Stored data

##############################

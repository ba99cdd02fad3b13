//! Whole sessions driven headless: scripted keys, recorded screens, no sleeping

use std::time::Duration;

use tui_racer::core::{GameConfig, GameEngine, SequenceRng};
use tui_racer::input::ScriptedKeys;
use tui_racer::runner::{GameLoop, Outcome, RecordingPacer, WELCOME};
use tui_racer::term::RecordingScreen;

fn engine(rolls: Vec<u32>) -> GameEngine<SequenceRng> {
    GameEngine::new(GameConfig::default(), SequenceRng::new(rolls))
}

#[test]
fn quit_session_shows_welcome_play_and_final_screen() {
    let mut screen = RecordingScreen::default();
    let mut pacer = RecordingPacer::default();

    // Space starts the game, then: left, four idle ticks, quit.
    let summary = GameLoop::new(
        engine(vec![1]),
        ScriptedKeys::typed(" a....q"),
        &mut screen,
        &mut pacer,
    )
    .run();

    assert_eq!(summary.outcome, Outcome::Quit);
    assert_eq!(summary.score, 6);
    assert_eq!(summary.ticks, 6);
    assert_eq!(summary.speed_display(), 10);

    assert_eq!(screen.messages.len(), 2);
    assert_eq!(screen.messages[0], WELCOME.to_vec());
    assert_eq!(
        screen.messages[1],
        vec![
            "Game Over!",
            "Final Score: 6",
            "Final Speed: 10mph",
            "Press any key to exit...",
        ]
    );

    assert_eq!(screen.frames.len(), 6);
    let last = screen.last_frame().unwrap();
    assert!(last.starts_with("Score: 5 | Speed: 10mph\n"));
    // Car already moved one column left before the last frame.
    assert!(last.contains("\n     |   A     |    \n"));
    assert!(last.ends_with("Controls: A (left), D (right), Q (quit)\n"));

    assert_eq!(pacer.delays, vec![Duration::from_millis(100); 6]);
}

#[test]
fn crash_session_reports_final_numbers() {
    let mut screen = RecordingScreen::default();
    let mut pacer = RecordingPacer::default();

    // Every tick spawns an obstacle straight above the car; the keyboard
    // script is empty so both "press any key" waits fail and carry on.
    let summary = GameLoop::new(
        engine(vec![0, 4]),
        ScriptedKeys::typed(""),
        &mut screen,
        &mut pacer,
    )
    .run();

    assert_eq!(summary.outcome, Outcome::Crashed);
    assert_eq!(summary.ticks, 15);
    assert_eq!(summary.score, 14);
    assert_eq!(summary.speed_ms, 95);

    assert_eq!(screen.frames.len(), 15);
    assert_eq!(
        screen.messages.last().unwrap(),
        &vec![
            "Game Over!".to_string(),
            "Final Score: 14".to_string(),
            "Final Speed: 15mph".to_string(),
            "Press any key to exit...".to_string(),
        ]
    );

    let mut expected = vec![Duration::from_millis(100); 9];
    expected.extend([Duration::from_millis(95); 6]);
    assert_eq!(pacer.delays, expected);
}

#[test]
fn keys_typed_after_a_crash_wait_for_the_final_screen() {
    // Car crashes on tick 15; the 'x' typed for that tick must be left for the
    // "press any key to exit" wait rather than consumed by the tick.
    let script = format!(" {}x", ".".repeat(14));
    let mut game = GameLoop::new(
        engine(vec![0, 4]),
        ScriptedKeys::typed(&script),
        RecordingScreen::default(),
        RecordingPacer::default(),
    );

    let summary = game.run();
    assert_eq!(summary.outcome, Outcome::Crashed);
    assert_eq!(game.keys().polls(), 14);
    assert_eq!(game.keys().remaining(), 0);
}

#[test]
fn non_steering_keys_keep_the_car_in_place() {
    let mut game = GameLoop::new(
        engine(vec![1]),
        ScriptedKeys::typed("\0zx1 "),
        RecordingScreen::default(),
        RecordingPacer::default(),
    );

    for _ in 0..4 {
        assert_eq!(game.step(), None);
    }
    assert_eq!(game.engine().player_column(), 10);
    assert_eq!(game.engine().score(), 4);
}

##############################

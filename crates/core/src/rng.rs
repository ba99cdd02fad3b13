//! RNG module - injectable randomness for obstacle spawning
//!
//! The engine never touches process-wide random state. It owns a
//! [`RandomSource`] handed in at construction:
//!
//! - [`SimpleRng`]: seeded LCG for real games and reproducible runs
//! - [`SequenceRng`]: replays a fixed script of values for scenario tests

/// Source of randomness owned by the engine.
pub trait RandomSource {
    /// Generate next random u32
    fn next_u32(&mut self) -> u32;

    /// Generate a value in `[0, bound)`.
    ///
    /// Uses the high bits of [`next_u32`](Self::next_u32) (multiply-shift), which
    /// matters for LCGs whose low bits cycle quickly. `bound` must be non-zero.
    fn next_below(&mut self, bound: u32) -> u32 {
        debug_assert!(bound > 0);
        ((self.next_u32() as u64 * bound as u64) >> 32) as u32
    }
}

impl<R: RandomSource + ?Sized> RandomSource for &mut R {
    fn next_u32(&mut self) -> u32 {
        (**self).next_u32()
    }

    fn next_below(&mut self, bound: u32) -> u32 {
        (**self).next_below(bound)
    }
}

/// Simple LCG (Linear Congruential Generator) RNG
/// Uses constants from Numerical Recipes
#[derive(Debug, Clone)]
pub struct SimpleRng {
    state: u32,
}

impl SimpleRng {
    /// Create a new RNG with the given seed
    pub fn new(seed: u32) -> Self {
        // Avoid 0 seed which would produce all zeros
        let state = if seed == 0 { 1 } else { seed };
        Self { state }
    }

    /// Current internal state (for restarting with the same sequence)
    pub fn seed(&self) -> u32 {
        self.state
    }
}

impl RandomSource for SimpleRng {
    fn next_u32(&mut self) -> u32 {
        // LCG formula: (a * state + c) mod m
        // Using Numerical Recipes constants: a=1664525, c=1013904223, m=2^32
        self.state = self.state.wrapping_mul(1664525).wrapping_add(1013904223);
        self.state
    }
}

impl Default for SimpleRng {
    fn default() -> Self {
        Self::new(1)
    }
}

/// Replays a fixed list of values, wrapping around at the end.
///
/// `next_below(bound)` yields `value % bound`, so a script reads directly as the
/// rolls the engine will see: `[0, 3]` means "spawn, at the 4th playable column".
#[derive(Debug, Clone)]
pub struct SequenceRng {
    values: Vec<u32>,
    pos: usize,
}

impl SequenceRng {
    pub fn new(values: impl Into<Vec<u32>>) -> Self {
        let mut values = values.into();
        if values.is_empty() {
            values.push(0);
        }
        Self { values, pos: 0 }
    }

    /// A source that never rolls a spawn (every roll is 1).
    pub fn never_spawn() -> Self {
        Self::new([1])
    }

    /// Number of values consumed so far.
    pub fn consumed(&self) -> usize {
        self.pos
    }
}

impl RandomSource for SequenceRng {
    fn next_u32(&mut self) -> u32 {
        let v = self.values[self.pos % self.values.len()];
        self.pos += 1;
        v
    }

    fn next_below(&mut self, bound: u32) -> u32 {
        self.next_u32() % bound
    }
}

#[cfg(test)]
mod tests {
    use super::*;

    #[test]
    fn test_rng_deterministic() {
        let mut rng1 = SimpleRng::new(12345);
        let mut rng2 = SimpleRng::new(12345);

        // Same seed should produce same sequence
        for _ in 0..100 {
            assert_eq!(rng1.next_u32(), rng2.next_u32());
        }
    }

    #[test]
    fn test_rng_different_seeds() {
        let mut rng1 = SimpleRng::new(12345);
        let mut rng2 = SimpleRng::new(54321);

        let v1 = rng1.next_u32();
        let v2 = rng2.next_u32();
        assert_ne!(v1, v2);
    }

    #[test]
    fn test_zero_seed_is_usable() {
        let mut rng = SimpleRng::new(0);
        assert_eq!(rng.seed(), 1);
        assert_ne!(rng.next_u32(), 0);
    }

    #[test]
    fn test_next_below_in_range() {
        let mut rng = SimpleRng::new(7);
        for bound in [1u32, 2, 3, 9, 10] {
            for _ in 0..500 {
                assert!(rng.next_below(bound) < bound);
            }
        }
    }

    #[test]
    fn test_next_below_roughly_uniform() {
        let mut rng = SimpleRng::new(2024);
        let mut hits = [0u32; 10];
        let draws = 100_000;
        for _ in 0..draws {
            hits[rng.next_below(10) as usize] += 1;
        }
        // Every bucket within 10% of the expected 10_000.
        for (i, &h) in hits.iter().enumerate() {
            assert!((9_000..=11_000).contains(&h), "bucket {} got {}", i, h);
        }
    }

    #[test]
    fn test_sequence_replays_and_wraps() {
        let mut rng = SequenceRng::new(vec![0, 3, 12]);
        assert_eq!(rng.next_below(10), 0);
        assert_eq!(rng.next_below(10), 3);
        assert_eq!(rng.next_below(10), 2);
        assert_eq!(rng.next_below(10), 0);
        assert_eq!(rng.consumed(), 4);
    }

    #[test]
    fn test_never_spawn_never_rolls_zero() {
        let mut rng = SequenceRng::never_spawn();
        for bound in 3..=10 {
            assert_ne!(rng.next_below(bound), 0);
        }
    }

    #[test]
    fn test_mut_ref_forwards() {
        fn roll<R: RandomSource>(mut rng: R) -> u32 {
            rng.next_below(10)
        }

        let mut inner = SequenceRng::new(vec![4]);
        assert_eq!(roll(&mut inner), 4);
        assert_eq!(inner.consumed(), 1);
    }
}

##############################

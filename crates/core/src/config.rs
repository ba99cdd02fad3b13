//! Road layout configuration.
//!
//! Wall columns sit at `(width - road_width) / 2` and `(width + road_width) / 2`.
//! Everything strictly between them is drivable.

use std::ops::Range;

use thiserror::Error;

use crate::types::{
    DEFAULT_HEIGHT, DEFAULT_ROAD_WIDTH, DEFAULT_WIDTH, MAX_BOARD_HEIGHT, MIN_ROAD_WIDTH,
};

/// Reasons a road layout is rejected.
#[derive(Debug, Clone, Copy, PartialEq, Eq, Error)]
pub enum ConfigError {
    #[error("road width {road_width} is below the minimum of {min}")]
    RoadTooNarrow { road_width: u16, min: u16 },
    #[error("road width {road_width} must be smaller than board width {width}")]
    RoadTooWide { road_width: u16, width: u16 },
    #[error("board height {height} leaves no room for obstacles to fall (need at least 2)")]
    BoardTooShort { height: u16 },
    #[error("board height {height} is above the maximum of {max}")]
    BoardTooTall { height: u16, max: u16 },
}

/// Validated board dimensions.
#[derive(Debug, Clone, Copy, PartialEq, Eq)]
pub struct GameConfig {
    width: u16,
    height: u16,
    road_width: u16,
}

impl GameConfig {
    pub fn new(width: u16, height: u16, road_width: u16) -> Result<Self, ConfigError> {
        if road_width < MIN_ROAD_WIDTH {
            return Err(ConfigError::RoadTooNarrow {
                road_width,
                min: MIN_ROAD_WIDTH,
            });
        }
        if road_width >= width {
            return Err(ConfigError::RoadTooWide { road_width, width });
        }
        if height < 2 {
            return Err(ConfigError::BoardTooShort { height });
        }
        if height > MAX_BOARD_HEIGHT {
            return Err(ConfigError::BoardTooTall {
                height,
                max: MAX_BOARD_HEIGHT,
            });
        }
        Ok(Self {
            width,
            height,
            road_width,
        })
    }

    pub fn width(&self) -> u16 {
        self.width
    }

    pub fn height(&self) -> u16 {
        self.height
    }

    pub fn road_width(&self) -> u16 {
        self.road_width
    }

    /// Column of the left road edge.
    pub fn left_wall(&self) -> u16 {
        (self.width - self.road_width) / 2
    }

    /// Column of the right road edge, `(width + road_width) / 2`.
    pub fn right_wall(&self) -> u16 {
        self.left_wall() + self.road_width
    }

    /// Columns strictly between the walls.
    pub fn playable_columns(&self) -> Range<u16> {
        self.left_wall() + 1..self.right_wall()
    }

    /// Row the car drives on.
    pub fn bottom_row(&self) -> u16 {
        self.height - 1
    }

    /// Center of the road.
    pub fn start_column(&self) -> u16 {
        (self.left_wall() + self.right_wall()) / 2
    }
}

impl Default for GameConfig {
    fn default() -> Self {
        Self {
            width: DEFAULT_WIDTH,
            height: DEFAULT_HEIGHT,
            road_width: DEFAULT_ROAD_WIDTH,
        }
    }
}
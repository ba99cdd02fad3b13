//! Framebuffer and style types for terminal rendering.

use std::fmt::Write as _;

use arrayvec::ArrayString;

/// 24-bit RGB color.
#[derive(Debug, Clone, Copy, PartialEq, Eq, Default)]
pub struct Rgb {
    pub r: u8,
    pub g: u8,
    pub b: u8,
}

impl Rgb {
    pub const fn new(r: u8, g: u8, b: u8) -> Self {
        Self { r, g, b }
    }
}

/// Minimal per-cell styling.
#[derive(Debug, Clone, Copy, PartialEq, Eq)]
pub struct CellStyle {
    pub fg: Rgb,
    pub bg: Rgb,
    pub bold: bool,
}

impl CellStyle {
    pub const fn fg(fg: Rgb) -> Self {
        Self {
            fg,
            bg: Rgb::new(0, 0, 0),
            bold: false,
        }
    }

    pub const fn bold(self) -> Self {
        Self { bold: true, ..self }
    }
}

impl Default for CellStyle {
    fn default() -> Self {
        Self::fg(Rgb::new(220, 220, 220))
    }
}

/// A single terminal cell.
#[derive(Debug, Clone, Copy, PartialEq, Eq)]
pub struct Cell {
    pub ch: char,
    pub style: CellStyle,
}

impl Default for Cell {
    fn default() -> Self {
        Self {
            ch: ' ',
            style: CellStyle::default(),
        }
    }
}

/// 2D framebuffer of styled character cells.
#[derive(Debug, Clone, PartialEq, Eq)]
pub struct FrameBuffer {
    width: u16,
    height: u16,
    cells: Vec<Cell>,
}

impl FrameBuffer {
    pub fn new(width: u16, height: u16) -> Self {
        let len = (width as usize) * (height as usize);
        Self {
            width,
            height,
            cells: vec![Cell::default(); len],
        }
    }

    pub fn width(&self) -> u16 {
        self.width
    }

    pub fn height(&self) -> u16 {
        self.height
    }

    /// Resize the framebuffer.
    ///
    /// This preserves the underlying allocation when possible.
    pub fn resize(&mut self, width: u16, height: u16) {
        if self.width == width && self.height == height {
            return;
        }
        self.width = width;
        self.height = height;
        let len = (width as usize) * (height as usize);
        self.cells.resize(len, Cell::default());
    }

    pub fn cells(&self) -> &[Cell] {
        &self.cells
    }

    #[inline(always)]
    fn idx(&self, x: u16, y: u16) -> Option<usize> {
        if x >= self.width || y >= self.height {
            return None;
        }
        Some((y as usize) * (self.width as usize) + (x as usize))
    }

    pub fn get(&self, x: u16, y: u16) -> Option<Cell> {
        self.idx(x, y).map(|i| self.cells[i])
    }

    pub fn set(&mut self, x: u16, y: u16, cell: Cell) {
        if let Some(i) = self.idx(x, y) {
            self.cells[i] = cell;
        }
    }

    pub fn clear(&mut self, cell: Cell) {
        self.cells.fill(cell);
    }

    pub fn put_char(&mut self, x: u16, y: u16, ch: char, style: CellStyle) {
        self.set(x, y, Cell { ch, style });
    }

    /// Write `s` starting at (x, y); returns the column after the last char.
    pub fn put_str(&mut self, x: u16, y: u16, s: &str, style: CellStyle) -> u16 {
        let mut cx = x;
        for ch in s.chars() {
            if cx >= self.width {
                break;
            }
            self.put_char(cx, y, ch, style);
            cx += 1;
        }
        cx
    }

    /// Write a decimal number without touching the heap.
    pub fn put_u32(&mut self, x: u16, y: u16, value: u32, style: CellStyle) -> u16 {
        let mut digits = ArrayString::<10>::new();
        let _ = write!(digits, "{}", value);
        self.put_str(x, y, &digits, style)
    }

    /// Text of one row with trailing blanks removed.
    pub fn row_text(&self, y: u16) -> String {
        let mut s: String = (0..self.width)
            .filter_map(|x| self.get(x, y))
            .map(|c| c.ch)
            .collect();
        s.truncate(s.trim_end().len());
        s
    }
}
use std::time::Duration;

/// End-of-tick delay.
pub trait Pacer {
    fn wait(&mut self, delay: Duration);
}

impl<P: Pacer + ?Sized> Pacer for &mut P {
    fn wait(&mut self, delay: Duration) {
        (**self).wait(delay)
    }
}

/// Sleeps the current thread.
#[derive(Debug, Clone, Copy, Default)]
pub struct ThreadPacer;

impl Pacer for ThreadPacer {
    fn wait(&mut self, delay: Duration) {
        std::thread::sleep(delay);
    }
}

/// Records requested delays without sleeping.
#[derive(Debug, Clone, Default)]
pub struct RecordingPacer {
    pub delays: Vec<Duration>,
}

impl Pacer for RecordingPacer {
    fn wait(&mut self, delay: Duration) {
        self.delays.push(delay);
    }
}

##############################

• **Work to complete**
Checking each line of the data, count the ones containing "SequenceRng", and give only that count.

• **Task solution**
10